ケイは選定の儀に対してあまりいい印象を抱いていないのか少し面倒そうな顔をしていた

 

(選定の儀…ね、あまりにも胡散臭すぎる。何より抜くだけで王になれるとか王という存在を貶めているのと一緒だろ。ホントアホくさ、そんなことより今日の晩飯が何か考える方がずっと有意義だな…)

 

ラグネルは選定の儀を考察していた。

 

(そもそも、何故ブリテンはこんな曖昧な儀で王を決めようとしている?大体王を王たらしめる条件とは王としての資質があることも重要だが、一番は何より先代ウーサーの血を色濃く引いていることが絶対だ。ならばなぜ、自分たちの身内から選出しないのか?それにもし知恵なき荒くれ者が剣を抜いてしまったら…そんなやつにまともなブリテン統治は不可能だ。なら主催者側は知っている、知っていて実行している、この儀式では王の資質を持ちながらも血を色濃く引き継いだものにしか抜けないことを。ならばこの儀式はウーサーの隠れ子を炙り出すための催しなのか?いやそれにしては随分と大掛かりすぎる。あまりにもかかる負担と見返りが釣り合っていない。なら…この選定の儀は既に予定調和であり、仕組まれたものなのでは……ならば誰のための儀式なのか……待て、一人適任なやつがいるじゃないか。このブリテンに対して理想を抱き、力量もあり、どこか人々を導く旗のような感覚を感じさせる。そんな人間がいるじゃないか…なぁ……アルトリア。君なんじゃないのか、このブリテンを照らす王になるのは。……あぁ吐き気が止まらない。なんだこれは、あまりにも誰かの手のひらで踊らされているみたいな気持ち悪さ、これじゃああまりにもアルトリアが憐れだ。
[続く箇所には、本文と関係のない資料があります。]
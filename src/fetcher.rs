use std::sync::Mutex;
use std::time::Duration;

use crate::config::HttpConfig;
use crate::error::{EthicrawlError, Result};
use crate::headers::Headers;
use crate::resource::{Request, Response};

/// The capability every origin needs to actually move bytes: given a
/// [`Request`], produce a [`Response`].
///
/// Conforming implementations exist for a synchronous HTTP client (shipped
/// here as [`HttpFetcher`]) and, outside this crate, a headless-browser
/// driver — the wire-level transport and the browser-rendering variant are
/// both explicit Non-goals; only the trait boundary they must satisfy
/// lives here.
pub trait Fetcher: Send + Sync {
    fn get(&self, request: &Request) -> Result<Response>;

    /// The user-agent string effectively used for outbound requests.
    fn user_agent(&self) -> String;

    /// Advisory: implementations whose user-agent is fixed (e.g. a
    /// headless browser with a baked-in UA) may log and ignore this. This
    /// is a documented contract, not a bug.
    fn set_user_agent(&self, agent: &str);
}

/// A blocking HTTP `Fetcher` built on `reqwest`, honoring [`HttpConfig`]'s
/// timeout, proxies, default headers, user-agent, and retry settings.
pub struct HttpFetcher {
    client: reqwest::blocking::Client,
    user_agent: Mutex<String>,
    default_headers: Headers,
    max_retries: u32,
    retry_delay: Duration,
}

impl HttpFetcher {
    pub fn new(config: &HttpConfig) -> Result<Self> {
        let mut builder = reqwest::blocking::Client::builder()
            .timeout(Duration::from_secs_f64(config.timeout()));

        if let Some(proxy_url) = config.proxies().http() {
            let proxy = reqwest::Proxy::http(proxy_url.to_string())
                .map_err(|e| EthicrawlError::Config(format!("invalid http proxy: {e}")))?;
            builder = builder.proxy(proxy);
        }
        if let Some(proxy_url) = config.proxies().https() {
            let proxy = reqwest::Proxy::https(proxy_url.to_string())
                .map_err(|e| EthicrawlError::Config(format!("invalid https proxy: {e}")))?;
            builder = builder.proxy(proxy);
        }

        let client = builder
            .build()
            .map_err(|e| EthicrawlError::Config(format!("failed to build HTTP client: {e}")))?;

        Ok(HttpFetcher {
            client,
            user_agent: Mutex::new(config.user_agent().to_string()),
            default_headers: config.headers().clone(),
            max_retries: config.max_retries(),
            retry_delay: Duration::from_secs_f64(config.retry_delay()),
        })
    }

    fn attempt(&self, request: &Request) -> std::result::Result<reqwest::blocking::Response, anyhow::Error> {
        let ua = self.user_agent();
        let merged = request.headers.merged_over(&self.default_headers);

        let mut builder = self
            .client
            .get(request.url().to_string())
            .timeout(request.timeout)
            .header(reqwest::header::USER_AGENT, ua);

        for (k, v) in merged.iter() {
            builder = builder.header(k, v);
        }

        Ok(builder.send()?)
    }
}

impl Fetcher for HttpFetcher {
    fn get(&self, request: &Request) -> Result<Response> {
        let mut last_err = None;
        for attempt in 0..=self.max_retries {
            match self.attempt(request) {
                Ok(resp) => {
                    let status = resp.status().as_u16();
                    let mut headers = Headers::new();
                    for (name, value) in resp.headers() {
                        if let Ok(v) = value.to_str() {
                            headers.insert(name.as_str(), v);
                        }
                    }
                    let content = resp
                        .bytes()
                        .map_err(|e| EthicrawlError::TransportError {
                            url: request.url().clone(),
                            source: e.into(),
                        })?
                        .to_vec();
                    return Response::new(request.clone(), status, headers, content);
                }
                Err(e) => {
                    last_err = Some(e);
                    if attempt < self.max_retries {
                        std::thread::sleep(self.retry_delay);
                    }
                }
            }
        }
        Err(EthicrawlError::TransportError {
            url: request.url().clone(),
            source: last_err.unwrap_or_else(|| anyhow::anyhow!("request failed")),
        })
    }

    fn user_agent(&self) -> String {
        self.user_agent.lock().unwrap().clone()
    }

    fn set_user_agent(&self, agent: &str) {
        *self.user_agent.lock().unwrap() = agent.to_string();
    }
}

#[cfg(test)]
mod tests {
    use super::*;

    #[test]
    fn builds_with_default_config() {
        let cfg = HttpConfig::default();
        assert!(HttpFetcher::new(&cfg).is_ok());
    }

    #[test]
    fn user_agent_setter_is_visible_to_getter() {
        let cfg = HttpConfig::default();
        let fetcher = HttpFetcher::new(&cfg).unwrap();
        assert_eq!(fetcher.user_agent(), "Ethicrawl/1.0");
        fetcher.set_user_agent("CustomBot/2.0");
        assert_eq!(fetcher.user_agent(), "CustomBot/2.0");
    }
}
//! End-to-end scenarios driven entirely through the `Crawler` façade,
//! using an in-process mock `Fetcher` standing in for the network.

use std::collections::HashMap;
use std::sync::{Arc, Mutex};

use ethicrawl::{Config, Crawler, EthicrawlError, Fetcher, Headers, Request, Response, Url};

/// Serves fixed bodies keyed by exact URL string; anything unmapped 404s.
struct MockFetcher {
    routes: HashMap<String, (u16, Vec<u8>)>,
    user_agent: Mutex<String>,
}

impl MockFetcher {
    fn new(routes: Vec<(&str, u16, &[u8])>) -> Self {
        MockFetcher {
            routes: routes
                .into_iter()
                .map(|(url, status, body)| (url.to_string(), (status, body.to_vec())))
                .collect(),
            user_agent: Mutex::new("Ethicrawl/1.0".to_string()),
        }
    }
}

impl Fetcher for MockFetcher {
    fn get(&self, request: &Request) -> ethicrawl::Result<Response> {
        let url = request.url().to_string();
        match self.routes.get(&url) {
            Some((status, body)) => Response::new(request.clone(), *status, Headers::new(), body.clone()),
            None => Response::new(request.clone(), 404, Headers::new(), Vec::new()),
        }
    }

    fn user_agent(&self) -> String {
        self.user_agent.lock().unwrap().clone()
    }

    fn set_user_agent(&self, agent: &str) {
        *self.user_agent.lock().unwrap() = agent.to_string();
    }
}

#[test]
fn allowed_fetch_succeeds() {
    let fetcher = MockFetcher::new(vec![
        ("https://example.com/robots.txt", 200, b"User-agent: *\nAllow: /\n"),
        ("https://example.com/page", 200, b"hello"),
    ]);

    let mut crawler = Crawler::new(Config::default()).unwrap();
    crawler
        .bind(Url::parse("https://example.com/", false).unwrap(), Some(Arc::new(fetcher)))
        .unwrap();

    let response = crawler
        .get(Url::parse("https://example.com/page", false).unwrap(), None)
        .unwrap();
    assert_eq!(response.text(), "hello");
}

#[test]
fn disallowed_fetch_is_rejected() {
    let fetcher = MockFetcher::new(vec![
        (
            "https://example.com/robots.txt",
            200,
            b"User-agent: *\nDisallow: /private/\n",
        ),
        ("https://example.com/private/secret", 200, b"nope"),
    ]);

    let mut crawler = Crawler::new(Config::default()).unwrap();
    crawler
        .bind(Url::parse("https://example.com/", false).unwrap(), Some(Arc::new(fetcher)))
        .unwrap();

    let err = crawler
        .get(Url::parse("https://example.com/private/secret", false).unwrap(), None)
        .unwrap_err();
    assert!(matches!(err, EthicrawlError::Disallowed { .. }));
}

#[test]
fn per_request_user_agent_overrides_default() {
    let fetcher = MockFetcher::new(vec![
        (
            "https://example.com/robots.txt",
            200,
            b"User-agent: BadBot\nDisallow: /\nUser-agent: *\nAllow: /\n",
        ),
        ("https://example.com/page", 200, b"hello"),
    ]);

    let mut crawler = Crawler::new(Config::default()).unwrap();
    crawler
        .bind(Url::parse("https://example.com/", false).unwrap(), Some(Arc::new(fetcher)))
        .unwrap();

    let page = Url::parse("https://example.com/page", false).unwrap();

    // Default fetcher UA ("Ethicrawl/1.0") falls under the `*` group: allowed.
    assert!(crawler.get(page.clone(), None).is_ok());

    // Explicit override to the disallowed UA is honored and denied.
    let mut headers = Headers::new();
    headers.insert("User-Agent", "BadBot");
    let err = crawler.get(page, Some(headers)).unwrap_err();
    assert!(matches!(err, EthicrawlError::Disallowed { .. }));
}

#[test]
fn whitelist_boundary_is_enforced() {
    let root_fetcher = MockFetcher::new(vec![
        ("https://example.com/robots.txt", 200, b"User-agent: *\nAllow: /\n"),
    ]);
    let other_fetcher = MockFetcher::new(vec![
        ("https://other.example/robots.txt", 200, b"User-agent: *\nAllow: /\n"),
        ("https://other.example/asset.js", 200, b"console.log(1)"),
    ]);

    let mut crawler = Crawler::new(Config::default()).unwrap();
    crawler
        .bind(
            Url::parse("https://example.com/", false).unwrap(),
            Some(Arc::new(root_fetcher)),
        )
        .unwrap();

    let other_url = Url::parse("https://other.example/asset.js", false).unwrap();
    assert!(matches!(
        crawler.get(other_url.clone(), None),
        Err(EthicrawlError::NotWhitelisted(_))
    ));

    crawler
        .whitelist(
            Url::parse("https://other.example/", false).unwrap(),
            Some(Arc::new(other_fetcher)),
        )
        .unwrap();

    let response = crawler.get(other_url, None).unwrap();
    assert_eq!(response.text(), "console.log(1)");
}

#[test]
fn sitemap_traversal_survives_a_cycle() {
    let fetcher = MockFetcher::new(vec![
        (
            "https://example.com/robots.txt",
            200,
            b"User-agent: *\nAllow: /\nSitemap: https://example.com/a.xml\n",
        ),
        (
            "https://example.com/a.xml",
            200,
            br#"<sitemapindex xmlns="http://www.sitemaps.org/schemas/sitemap/0.9"><sitemap><loc>https://example.com/b.xml</loc></sitemap></sitemapindex>"#,
        ),
        (
            "https://example.com/b.xml",
            200,
            br#"<sitemapindex xmlns="http://www.sitemaps.org/schemas/sitemap/0.9"><sitemap><loc>https://example.com/a.xml</loc></sitemap><sitemap><loc>https://example.com/c.xml</loc></sitemap></sitemapindex>"#,
        ),
        (
            "https://example.com/c.xml",
            200,
            br#"<urlset xmlns="http://www.sitemaps.org/schemas/sitemap/0.9"><url><loc>https://example.com/page1</loc></url><url><loc>https://example.com/page2</loc></url></urlset>"#,
        ),
    ]);

    let mut crawler = Crawler::new(Config::default()).unwrap();
    crawler
        .bind(Url::parse("https://example.com/", false).unwrap(), Some(Arc::new(fetcher)))
        .unwrap();

    let entries = crawler.crawl_sitemaps().unwrap();
    let urls: Vec<String> = entries.iter().map(|e| e.url.to_string()).collect();
    assert_eq!(urls.len(), 2);
    assert!(urls.contains(&"https://example.com/page1".to_string()));
    assert!(urls.contains(&"https://example.com/page2".to_string()));
}

#[test]
fn sitemap_depth_cutoff_truncates_before_the_leaf() {
    let fetcher = MockFetcher::new(vec![
        (
            "https://example.com/robots.txt",
            200,
            b"User-agent: *\nAllow: /\nSitemap: https://example.com/a.xml\n",
        ),
        (
            "https://example.com/a.xml",
            200,
            br#"<sitemapindex xmlns="http://www.sitemaps.org/schemas/sitemap/0.9"><sitemap><loc>https://example.com/b.xml</loc></sitemap></sitemapindex>"#,
        ),
        (
            "https://example.com/b.xml",
            200,
            br#"<sitemapindex xmlns="http://www.sitemaps.org/schemas/sitemap/0.9"><sitemap><loc>https://example.com/c.xml</loc></sitemap></sitemapindex>"#,
        ),
        (
            "https://example.com/c.xml",
            200,
            br#"<sitemapindex xmlns="http://www.sitemaps.org/schemas/sitemap/0.9"><sitemap><loc>https://example.com/d.xml</loc></sitemap></sitemapindex>"#,
        ),
        (
            "https://example.com/d.xml",
            200,
            br#"<urlset xmlns="http://www.sitemaps.org/schemas/sitemap/0.9"><url><loc>https://example.com/page</loc></url></urlset>"#,
        ),
    ]);

    let mut config = Config::default();
    config.sitemap.set_max_depth(2).unwrap();

    let mut crawler = Crawler::new(config).unwrap();
    crawler
        .bind(Url::parse("https://example.com/", false).unwrap(), Some(Arc::new(fetcher)))
        .unwrap();

    let entries = crawler.crawl_sitemaps().unwrap();
    assert!(entries.is_empty());
}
自分の決断が決めた選択が実は誘導されていた可能性、けど何より悪質なのは、アルトリアが王になるためにはこの儀は非常に都合がいいことだ、なんせ血統だけでなく明確な資質があるものにしか抜けないという剣を抜いたのだから、それはどんな実績よりも重くのしかかり、確かな価値を示す。本当人間にやらせる所業じゃないね。)

 

アルトリアは不安を押し殺していた

 

(マーリンは私なら抜けれるとは言ってましたけど、それでも不安です。私は自身の理想を実現するためにも王にならなければならない、だからこそこんなところで躓くわけにはいかない。それに私にはラグネルやケイ兄さん、マーリンだっているのですから、大丈夫です。)

 

こうしてラグネル一行は目的地へと辿り着いた。そこには大勢の参加者でごった返していた。

ラグネルはそんな光景に辟易した。

 

(本当に気持ち悪いね、彼ら全員がこの選定の儀という舞台の装置にされているとは。)

 

そんな気持ちを抱えながらも人の多さに驚いているアルトリアにラグネルが尋ねる。

 

「アルトリア、君が待ち合わせしている夢の師匠は一体どこだい?」

 

「確か、あちらから声をかけてきてくれるそうです。なんでも、君たちが来たら一瞬でわかるさ、だそうです。」

 

「ふーん、随分とまあ適当だな、アルトリアの師匠様とやらは。俺は早くどこかで腰を落ち着けたい。」

 

周りを見ていたラグネルがアルトリアに尋ねる。

 

「あの白いローブを纏ったやつが君の言ってる夢の師匠かい?」

 

「ええ、そうです。」

 

「へぇー、あれがアルトリアの師匠ね。ここからじゃ遠すぎて顔もよく見えない。」

 

「あっ、こちらに歩いてきます。」

 

白いローブを身に纏った青年は人の波とスイスイかき分けてこちらへと辿り着いた。

 

「いや〜すまないアルトリア、君たちが来ていたことは気づいていたが、何分この人の数だ歩くにしても大変でね。それはそうと君たちにはまだ自己紹介をしてなかったね。」

 

そうして白いローブを着た青年がこちらへ振り向きラグネルとケイに顔を向ける。